Saved data entries:
↓

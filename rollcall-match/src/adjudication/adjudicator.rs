//! Adjudicator backed by a generative-language oracle

use super::prompt::build_prompt;
use super::retry::RetryPolicy;
use super::{parse_adjudication, validate_adjudication, Adjudication, Adjudicator, Oracle, OracleError};
use async_trait::async_trait;
use tracing::{debug, warn};

/// Prompt, validate and retry on top of an [`Oracle`]
///
/// Never returns `Err`: once every attempt has failed the verdict is
/// "no match, zero confidence" with the last failure as its reason.
pub struct OracleAdjudicator<O> {
    oracle: O,
    retry: RetryPolicy,
}

impl<O: Oracle> OracleAdjudicator<O> {
    pub fn new(oracle: O) -> Self {
        Self {
            oracle,
            retry: RetryPolicy::default(),
        }
    }

    pub fn with_retry(mut self, retry: RetryPolicy) -> Self {
        self.retry = retry;
        self
    }

    pub fn oracle(&self) -> &O {
        &self.oracle
    }

    async fn attempt(
        &self,
        prompt: &str,
        target: &str,
        candidates: &[String],
    ) -> Result<Adjudication, OracleError> {
        let text = self.oracle.generate(prompt).await?;
        let adjudication = parse_adjudication(&text)?;
        validate_adjudication(&adjudication, target, candidates)?;
        Ok(adjudication)
    }
}

#[async_trait]
impl<O: Oracle> Adjudicator for OracleAdjudicator<O> {
    async fn adjudicate(
        &self,
        target: &str,
        candidates: &[String],
    ) -> rollcall_common::Result<Adjudication> {
        let prompt = build_prompt(target, candidates);
        let attempts = self.retry.attempts();
        let mut last_error: Option<OracleError> = None;

        for attempt in 0..attempts {
            if attempt > 0 {
                let delay = self.retry.delay_before(attempt);
                debug!(
                    target_name = %target,
                    attempt = attempt + 1,
                    delay_ms = delay.as_millis() as u64,
                    "Backing off before adjudication retry"
                );
                tokio::time::sleep(delay).await;
            }

            match self.attempt(&prompt, target, candidates).await {
                Ok(adjudication) => {
                    debug!(
                        target_name = %target,
                        best_match = ?adjudication.best_match,
                        confidence = adjudication.confidence,
                        attempt = attempt + 1,
                        "Adjudication complete"
                    );
                    return Ok(adjudication);
                }
                Err(e) => {
                    warn!(
                        target_name = %target,
                        attempt = attempt + 1,
                        error = %e,
                        "Adjudication attempt failed"
                    );
                    last_error = Some(e);
                }
            }
        }

        warn!(
            target_name = %target,
            attempts,
            "Adjudication exhausted, treating as no match"
        );
        Ok(Adjudication::exhausted(target, attempts, last_error.as_ref()))
    }
}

↑

Retype the records above exactly as they appear.

filename rollcall-match/src/adjudication/adjudicator.rs
//! Adjudicator backed by a generative-language oracle

use super::prompt::build_prompt;
use super::retry::RetryPolicy;
use super::{parse_adjudication, validate_adjudication, Adjudication, Adjudicator, Oracle, OracleError};
use async_trait::async_trait;
use tracing::{debug, warn};

/// Prompt, validate and retry on top of an [`Oracle`]
///
/// Never returns `Err`: once every attempt has failed the verdict is
/// "no match, zero confidence" with the last failure as its reason.
pub struct OracleAdjudicator<O> {
    oracle: O,
    retry: RetryPolicy,
}

impl<O: Oracle> OracleAdjudicator<O> {
    pub fn new(oracle: O) -> Self {
        Self {
            oracle,
            retry: RetryPolicy::default(),
        }
    }

    pub fn with_retry(mut self, retry: RetryPolicy) -> Self {
        self.retry = retry;
        self
    }

    pub fn oracle(&self) -> &O {
        &self.oracle
    }

    async fn attempt(
        &self,
        prompt: &str,
        target: &str,
        candidates: &[String],
    ) -> Result<Adjudication, OracleError> {
        let text = self.oracle.generate(prompt).await?;
        let adjudication = parse_adjudication(&text)?;
        validate_adjudication(&adjudication, target, candidates)?;
        Ok(adjudication)
    }
}

#[async_trait]
impl<O: Oracle> Adjudicator for OracleAdjudicator<O> {
    async fn adjudicate(
        &self,
        target: &str,
        candidates: &[String],
    ) -> rollcall_common::Result<Adjudication> {
        let prompt = build_prompt(target, candidates);
        let attempts = self.retry.attempts();
        let mut last_error: Option<OracleError> = None;

        for attempt in 0..attempts {
            if attempt > 0 {
                let delay = self.retry.delay_before(attempt);
                debug!(
                    target_name = %target,
                    attempt = attempt + 1,
                    delay_ms = delay.as_millis() as u64,
                    "Backing off before adjudication retry"
                );
                tokio::time::sleep(delay).await;
            }

            match self.attempt(&prompt, target, candidates).await {
                Ok(adjudication) => {
                    debug!(
                        target_name = %target,
                        best_match = ?adjudication.best_match,
                        confidence = adjudication.confidence,
                        attempt = attempt + 1,
                        "Adjudication complete"
                    );
                    return Ok(adjudication);
                }
                Err(e) => {
                    warn!(
                        target_name = %target,
                        attempt = attempt + 1,
                        error = %e,
                        "Adjudication attempt failed"
                    );
                    last_error = Some(e);
                }
            }
        }

        warn!(
            target_name = %target,
            attempts,
            "Adjudication exhausted, treating as no match"
        );
        Ok(Adjudication::exhausted(target, attempts, last_error.as_ref()))
    }
}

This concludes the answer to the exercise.